Yago Yao

Personal information
- Full name: Yago Yao Alonso Fueyo Sako
- Date of birth: 19 August 1979 (age 47)
- Place of birth: Abidjan, Ivory Coast
- Height: 1.82 m (6 ft 0 in)
- Position: Centre back

Youth career
- San Claudio
- 1996–1997: Sporting Gijón

Senior career*
- Years: Team / Apps / (Gls)
- 1997–1999: Sporting Gijón B / 67 / (2)
- 1998–2000: Sporting Gijón / 37 / (0)
- 2000–2002: Celta / 30 / (0)
- 2002: Recreativo / 7 / (0)
- 2003: Oviedo / 19 / (1)
- 2003–2004: Sporting Gijón / 37 / (1)
- 2004–2007: Celta / 13 / (1)
- 2007–2008: Cádiz / 7 / (0)
- 2008–2009: Levante / 16 / (0)
- 2010: Montañeros / 7 / (0)
- 2010–2014: Coruxo / 129 / (7)
- 2014–2015: Rápido Bouzas / 21 / (1)
- Total:  / 390 / (13)

International career
- 1998: Spain U18 / 1 / (0)
- 2007–2011: Equatorial Guinea / 7 / (0)
- 2007: Equatorial Guinea B / 3 / (0)

Managerial career
- 2017–2020: Cultural Areas
- 2020–2021: Atios
- 2021–2022: Ribadumia
- 2024–: Cultural Areas

= Yago Yao =

Equatoguinean football manager (b. 1979)

Yago Yao Alonso Fueyo Sako (born 19 August 1979), known as Yago Yao, is a football manager and former professional player who played as a central defender.
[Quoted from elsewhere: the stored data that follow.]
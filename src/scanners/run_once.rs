// Copyright (c) 2026 Bountyy Oy. All rights reserved.
// This software is proprietary and confidential.

use std::sync::atomic::{AtomicBool, Ordering};

use crate::errors::{ScannerError, ScannerResult};

/// Per-plugin-instance "has run" flag, checked and set atomically
#[derive(Debug)]
pub struct RunOnceGuard {
    plugin: String,
    has_run: AtomicBool,
}

impl RunOnceGuard {
    pub fn new(plugin: impl Into<String>) -> Self {
        Self {
            plugin: plugin.into(),
            has_run: AtomicBool::new(false),
        }
    }

    /// Claim the single run. Every later call fails with `AlreadyExecuted`.
    pub fn enter(&self) -> ScannerResult<()> {
        self.has_run
            .compare_exchange(false, true, Ordering::AcqRel, Ordering::Acquire)
            .map(|_| ())
            .map_err(|_| ScannerError::AlreadyExecuted {
                plugin: self.plugin.clone(),
            })
    }

    pub fn has_run(&self) -> bool {
        self.has_run.load(Ordering::Acquire)
    }
}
Yago Yao spent his entire 18-year senior career in Spain, amassing a combined La Liga totals of 43 matches and one goal for Celta (two spells) and Recreativo. He added 123 games in the Segunda División, with Celta as well as four other clubs.

Born in Ivory Coast, Yago Yao represented Spain at under-18 level and Equatorial Guinea at senior level.

==Early life==
Yago Yao was born in Abidjan, Ivory Coast to an Ivorian mother and a Spanish father. Six hours after his birth he was taxed as Spanish and, three months later, he was taken to live in Asturias where his paternal grandfather was from.

==Club career==
Yago Yao played solely in Spain during his career, representing Sporting de Gijón (two stints), RC Celta de Vigo (two, being severely injured early into his second), Recreativo de Huelva, Real Oviedo, Cádiz and Levante UD. In 2000–01 he appeared in 20 games in La Liga as the Galicians finished sixth, but split the 2002–03 season with two teams that met the same fate, relegation (Recre and Oviedo, one in each of the major levels of Spanish football).

After unsuccessful trials at both Aris Thessaloniki and Hamilton Academical, Yago Yao returned to Spain in January 2010, signing with modest Montañeros in Galicia.

==International career==
According Yago Yao, his maternal grandmother was from what is now known as Equatorial Guinea. He possessed dual nationality, and went on to represent the Equatorial Guinea national team, his first cap coming in 2007 at age 28 against Cameroon. He previously appeared for Spain at youth level.

In December 2007, Yago Yao played B matches against the Region of Murcia and Extremadura.